*** Supplied entries ***

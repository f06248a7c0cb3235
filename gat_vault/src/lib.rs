// /////////////////////////////////////////////////////////////////////////////
// Gat Vault RS
// Copyright (c) 2025 Michael Gardner, A Bit of Help, Inc.
// SPDX-License-Identifier: BSD-3-Clause
// See LICENSE file in the project root.
// /////////////////////////////////////////////////////////////////////////////

//! # Gat Vault
//!
//! Infrastructure and application layers of the searchable-symmetric-
//! encryption engine. The domain crate holds the crypto core; this crate
//! provides everything around it:
//!
//! - **Infrastructure**: JSON and SQLite index backends behind the domain
//!   `IndexBackend` port, the JSON-to-SQLite migration, environment-driven
//!   configuration, and logging bootstrap.
//! - **Application**: the untrusted storage server, the client engine that
//!   orchestrates the five search modes, the vault registry owned by the
//!   service boundary, and the per-vault metadata store.
//!
//! The layering is strict: primitives -> vault -> index backend -> server ->
//! client. Higher layers depend only downward; the core never sees transport
//! details.

pub mod application;
pub mod infrastructure;

pub use application::services::client_engine::SseClient;
pub use application::services::metadata_store::MetadataStore;
pub use application::services::storage_server::StorageServer;
pub use application::services::vault_registry::{VaultRegistry, VaultStats};
pub use infrastructure::config::EngineConfig;
pub use infrastructure::repositories::json_index_backend::JsonIndexBackend;
pub use infrastructure::repositories::sqlite_index_backend::SqliteIndexBackend;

*** End of Supplied entries ***

**Problem requirements**
Report each line of the material in which the string "services" occurs.

**Exercise answer**
pub use application::services::client_engine::SseClient;
pub use application::services::metadata_store::MetadataStore;
pub use application::services::storage_server::StorageServer;
pub use application::services::vault_registry::{VaultRegistry, VaultStats};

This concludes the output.